Exercise requirements:
Take the entries that follow and return exactly the lines from the one holding "carried entirely in" through the one holding "wrong signature, a", both included. Nothing else is needed.

Supplied information:
Segment Open

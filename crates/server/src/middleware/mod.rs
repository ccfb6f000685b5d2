//! HTTP middleware stack for the Cartpool server.
//!
//! # Middleware Order (bottom to top in Router)
//!
//! 1. Sentry layer (capture errors)
//! 2. `TraceLayer` (request tracing)
//! 3. Request ID (add unique ID to each request)
//! 4. Session layer (tower-sessions with `SQLite` store)
//! 5. Rate limiting (governor; token presentation endpoints only)

pub mod rate_limit;
pub mod request_id;
pub mod session;

pub use rate_limit::token_rate_limiter;
pub use request_id::request_id_middleware;
pub use session::create_session_layer;
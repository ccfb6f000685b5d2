//! Server-side data models.

pub mod session;
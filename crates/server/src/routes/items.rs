//! Item route handlers.
//!
//! All three mutations run the same way: capability check, transactional
//! write (item + revision bump), then broadcast of the committed state.

use axum::Json;
use axum::extract::{Path, State};
use axum::http::StatusCode;
use chrono::Utc;
use serde::Deserialize;
use tower_sessions::Session;
use tracing::instrument;

use cartpool_core::{Actor, Item, ItemId, OrderEvent, OrderId};

use crate::db::ItemRepository;
use crate::error::{AppError, Result};
use crate::services::IdentityService;
use crate::state::AppState;

use super::load_order;

/// Payload for adding an item.
#[derive(Debug, Deserialize)]
pub struct AddItemRequest {
    /// Name to list the item under. Ignored for invite-bound guests, whose
    /// items always carry their invited name.
    #[serde(default)]
    pub owner_name: Option<String>,
    pub product_name: String,
    #[serde(default)]
    pub product_sku: Option<String>,
    #[serde(default)]
    pub product_url: Option<String>,
    /// Free-form amount; usually a number, but "2 boxes" is fine too.
    #[serde(default)]
    pub quantity: Option<String>,
    #[serde(default)]
    pub note: Option<String>,
}

/// Payload for editing an item. Ownership fields are not editable.
#[derive(Debug, Deserialize)]
pub struct UpdateItemRequest {
    pub product_name: String,
    #[serde(default)]
    pub product_sku: Option<String>,
    #[serde(default)]
    pub product_url: Option<String>,
    #[serde(default)]
    pub quantity: Option<String>,
    #[serde(default)]
    pub note: Option<String>,
}

/// Trim an optional field, mapping whitespace-only input to absent.
fn clean(value: Option<String>) -> Option<String> {
    value
        .as_deref()
        .map(str::trim)
        .filter(|s| !s.is_empty())
        .map(ToOwned::to_owned)
}

/// Add an item to an order.
///
/// POST /orders/{id}/items
///
/// Guests' items carry their invited name regardless of the payload.
/// Anonymous users' chosen name is remembered in the session so their next
/// item (and their identity in other orders) defaults to it.
#[instrument(skip(state, session, body), fields(order_id = %id, product = %body.product_name))]
pub async fn add(
    State(state): State<AppState>,
    session: Session,
    Path(id): Path<OrderId>,
    Json(body): Json<AddItemRequest>,
) -> Result<(StatusCode, Json<Item>)> {
    let order = load_order(&state, id).await?;
    let service = IdentityService::new(&session);
    let identity = service.resolve(&order).await?;
    if !state
        .capabilities(&identity, &order, Utc::now())
        .can_add_item()
    {
        return Err(AppError::Forbidden(
            "you cannot add items to this order".to_owned(),
        ));
    }

    let product_name = body.product_name.trim();
    if product_name.is_empty() {
        return Err(AppError::BadRequest("product_name is required".to_owned()));
    }

    let owner_name = match &identity.actor {
        Actor::Guest { name } => name.clone(),
        Actor::Anonymous { .. } => {
            let name = clean(body.owner_name.clone())
                .unwrap_or_else(|| identity.display_name.clone());
            service.remember_display_name(&name).await?;
            name
        }
        Actor::Authenticated { .. } => {
            clean(body.owner_name.clone()).unwrap_or_else(|| identity.display_name.clone())
        }
    };

    let item = Item {
        id: ItemId::new(),
        order_id: order.id,
        owner: identity.key(),
        owner_name,
        product_name: product_name.to_owned(),
        product_sku: clean(body.product_sku),
        product_url: clean(body.product_url),
        quantity: clean(body.quantity).unwrap_or_else(|| "1".to_owned()),
        note: clean(body.note),
        added_at: Utc::now(),
    };

    let revision = ItemRepository::new(state.pool()).insert(&item).await?;
    let mut order = order;
    order.revision = revision;
    state
        .rooms()
        .publish(&order, OrderEvent::ItemAdded { item: item.clone() });

    tracing::info!(order_id = %order.id, item_id = %item.id, "item added");
    Ok((StatusCode::CREATED, Json(item)))
}

/// Edit an item.
///
/// PUT /orders/{id}/items/{item_id}
///
/// The owner key, owner name, and creation time never change on edit; only
/// the product fields do.
#[instrument(skip(state, session, body), fields(order_id = %id, item_id = %item_id))]
pub async fn update(
    State(state): State<AppState>,
    session: Session,
    Path((id, item_id)): Path<(OrderId, ItemId)>,
    Json(body): Json<UpdateItemRequest>,
) -> Result<Json<Item>> {
    let order = load_order(&state, id).await?;
    let identity = IdentityService::new(&session).resolve(&order).await?;

    let existing = ItemRepository::new(state.pool())
        .get(order.id, item_id)
        .await?
        .ok_or_else(|| AppError::NotFound("item".to_owned()))?;
    if !state
        .capabilities(&identity, &order, Utc::now())
        .can_edit_item(&existing)
    {
        return Err(AppError::Forbidden(
            "you cannot edit this item".to_owned(),
        ));
    }

    let product_name = body.product_name.trim();
    if product_name.is_empty() {
        return Err(AppError::BadRequest("product_name is required".to_owned()));
    }

    let updated = Item {
        product_name: product_name.to_owned(),
        product_sku: clean(body.product_sku),
        product_url: clean(body.product_url),
        quantity: clean(body.quantity).unwrap_or_else(|| "1".to_owned()),
        note: clean(body.note),
        ..existing
    };

    let revision = ItemRepository::new(state.pool()).update(&updated).await?;
    let mut order = order;
    order.revision = revision;
    state.rooms().publish(
        &order,
        OrderEvent::ItemUpdated {
            item: updated.clone(),
        },
    );

    tracing::info!(order_id = %order.id, item_id = %updated.id, "item updated");
    Ok(Json(updated))
}

/// Remove an item.
///
/// DELETE /orders/{id}/items/{item_id}
///
/// The broadcast carries the removed item's last state so clients can drop
/// it from their view without refetching.
#[instrument(skip(state, session), fields(order_id = %id, item_id = %item_id))]
pub async fn remove(
    State(state): State<AppState>,
    session: Session,
    Path((id, item_id)): Path<(OrderId, ItemId)>,
) -> Result<StatusCode> {
    let order = load_order(&state, id).await?;
    let identity = IdentityService::new(&session).resolve(&order).await?;

    let existing = ItemRepository::new(state.pool())
        .get(order.id, item_id)
        .await?
        .ok_or_else(|| AppError::NotFound("item".to_owned()))?;
    if !state
        .capabilities(&identity, &order, Utc::now())
        .can_delete_item(&existing)
    {
        return Err(AppError::Forbidden(
            "you cannot remove this item".to_owned(),
        ));
    }

    let revision = ItemRepository::new(state.pool())
        .delete(order.id, item_id)
        .await?;
    let mut order = order;
    order.revision = revision;
    state
        .rooms()
        .publish(&order, OrderEvent::ItemDeleted { item: existing });

    tracing::info!(order_id = %order.id, item_id = %item_id, "item removed");
    Ok(StatusCode::NO_CONTENT)
}
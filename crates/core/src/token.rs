//! Stateless signed tokens for invite and admin links.
//!
//! Links are the only credential this service hands out: an invite link
//! admits one named guest to one order, an admin link grants admin standing
//! for one order. Both are HMAC-SHA256 signed payloads carried entirely in
//! the URL - nothing is stored server-side, so links survive database
//! restores and can be minted offline.
//!
//! Wire form: `base64url(payload_json) "." base64url(tag)`, both unpadded,
//! safe to embed in a URL path segment. The tag covers a purpose label plus
//! the payload segment exactly as transmitted, so invite tokens can never
//! verify as admin tokens and vice versa.
//!
//! Verification is deliberately opaque: bad encoding, a wrong signature, a
//! mismatched schema, or a foreign label all collapse into [`InvalidToken`],
//! and token contents are never logged. Rotating the signing secret
//! invalidates every outstanding link of both kinds - that is the revocation
//! story, and it is intentional.

use core::fmt;

use base64::Engine as _;
use base64::engine::general_purpose::URL_SAFE_NO_PAD;
use chrono::Utc;
use hmac::{Hmac, Mac};
use secrecy::{ExposeSecret, SecretString};
use serde::de::DeserializeOwned;
use serde::{Deserialize, Serialize};
use sha2::Sha256;

use crate::types::OrderId;

type HmacSha256 = Hmac<Sha256>;

const LABEL_INVITE: &str = "invite";
const LABEL_ADMIN: &str = "admin";

/// Opaque verification failure.
///
/// Every reason a token can fail to verify collapses into this one value so
/// that responses (and logs) never reveal which check rejected it.
#[derive(thiserror::Error, Debug, Clone, Copy, PartialEq, Eq)]
#[error("invalid token")]
pub struct InvalidToken;

/// Failure to mint a token.
#[derive(thiserror::Error, Debug)]
pub enum EncodeError {
    /// The payload could not be serialized.
    #[error("token payload could not be serialized")]
    Serialize(#[from] serde_json::Error),
    /// The signing key was rejected by the MAC.
    #[error("signing key rejected")]
    Key,
}

/// Payload of an invite link.
///
/// Binds one guest name to one order. The same link always resolves to the
/// same guest identity; two links minted for the same name are equivalent.
#[derive(Debug, Clone, PartialEq, Eq, Deserialize, Serialize)]
#[serde(deny_unknown_fields)]
pub struct InvitePayload {
    /// Order the invite admits the guest to.
    pub order_id: OrderId,
    /// Name the guest will act under.
    pub guest_name: String,
    /// Unix seconds when the link was minted. Informational only; links do
    /// not expire.
    pub issued_at: i64,
}

impl InvitePayload {
    /// Build a payload stamped with the current time.
    #[must_use]
    pub fn new(order_id: OrderId, guest_name: impl Into<String>) -> Self {
        Self {
            order_id,
            guest_name: guest_name.into(),
            issued_at: Utc::now().timestamp(),
        }
    }
}

/// Payload of an admin link.
#[derive(Debug, Clone, PartialEq, Eq, Deserialize, Serialize)]
#[serde(deny_unknown_fields)]
pub struct AdminPayload {
    /// Order the link grants admin standing for.
    pub order_id: OrderId,
    /// Unix seconds when the link was minted. Informational only.
    pub issued_at: i64,
}

impl AdminPayload {
    /// Build a payload stamped with the current time.
    #[must_use]
    pub fn new(order_id: OrderId) -> Self {
        Self {
            order_id,
            issued_at: Utc::now().timestamp(),
        }
    }
}

/// Signs and verifies link tokens with the service-wide secret.
pub struct TokenCodec {
    secret: SecretString,
}

// Manual Debug to prevent secret leakage
impl fmt::Debug for TokenCodec {
    fn fmt(&self, f: &mut fmt::Formatter<'_>) -> fmt::Result {
        f.debug_struct("TokenCodec")
            .field("secret", &"[REDACTED]")
            .finish()
    }
}

impl TokenCodec {
    /// Create a codec from the signing secret.
    #[must_use]
    pub const fn new(secret: SecretString) -> Self {
        Self { secret }
    }

    /// Mint an invite token.
    ///
    /// # Errors
    ///
    /// Returns an error if the payload cannot be serialized or the key is
    /// rejected.
    pub fn issue_invite(&self, payload: &InvitePayload) -> Result<String, EncodeError> {
        self.seal(LABEL_INVITE, payload)
    }

    /// Verify an invite token.
    ///
    /// # Errors
    ///
    /// Returns [`InvalidToken`] for any failure, without detail.
    pub fn verify_invite(&self, token: &str) -> Result<InvitePayload, InvalidToken> {
        self.open(LABEL_INVITE, token)
    }

    /// Mint an admin token.
    ///
    /// # Errors
    ///
    /// Returns an error if the payload cannot be serialized or the key is
    /// rejected.
    pub fn issue_admin(&self, payload: &AdminPayload) -> Result<String, EncodeError> {
        self.seal(LABEL_ADMIN, payload)
    }

    /// Verify an admin token.
    ///
    /// # Errors
    ///
    /// Returns [`InvalidToken`] for any failure, without detail.
    pub fn verify_admin(&self, token: &str) -> Result<AdminPayload, InvalidToken> {
        self.open(LABEL_ADMIN, token)
    }

    fn mac(&self, label: &str, body: &str) -> Result<HmacSha256, hmac::digest::InvalidLength> {
        let mut mac = HmacSha256::new_from_slice(self.secret.expose_secret().as_bytes())?;
        mac.update(label.as_bytes());
        mac.update(b".");
        mac.update(body.as_bytes());
        Ok(mac)
    }

    fn seal<T: Serialize>(&self, label: &str, payload: &T) -> Result<String, EncodeError> {
        let json = serde_json::to_vec(payload)?;
        let body = URL_SAFE_NO_PAD.encode(json);
        let mac = self.mac(label, &body).map_err(|_| EncodeError::Key)?;
        let tag = URL_SAFE_NO_PAD.encode(mac.finalize().into_bytes());
        Ok(format!("{body}.{tag}"))
    }

    /// Verify-then-parse: the signature is checked (in constant time, via
    /// the MAC itself) before the payload bytes are touched.
    fn open<T: DeserializeOwned>(&self, label: &str, token: &str) -> Result<T, InvalidToken> {
        let (body, tag) = token.split_once('.').ok_or(InvalidToken)?;
        let tag = URL_SAFE_NO_PAD.decode(tag).map_err(|_| InvalidToken)?;
        let mac = self.mac(label, body).map_err(|_| InvalidToken)?;
        mac.verify_slice(&tag).map_err(|_| InvalidToken)?;

        let json = URL_SAFE_NO_PAD.decode(body).map_err(|_| InvalidToken)?;
        serde_json::from_slice(&json).map_err(|_| InvalidToken)
    }
}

Segment Closed

Task response:
//! for one order. Both are HMAC-SHA256 signed payloads carried entirely in
//! the URL - nothing is stored server-side, so links survive database
//! restores and can be minted offline.
//!
//! Wire form: `base64url(payload_json) "." base64url(tag)`, both unpadded,
//! safe to embed in a URL path segment. The tag covers a purpose label plus
//! the payload segment exactly as transmitted, so invite tokens can never
//! verify as admin tokens and vice versa.
//!
//! Verification is deliberately opaque: bad encoding, a wrong signature, a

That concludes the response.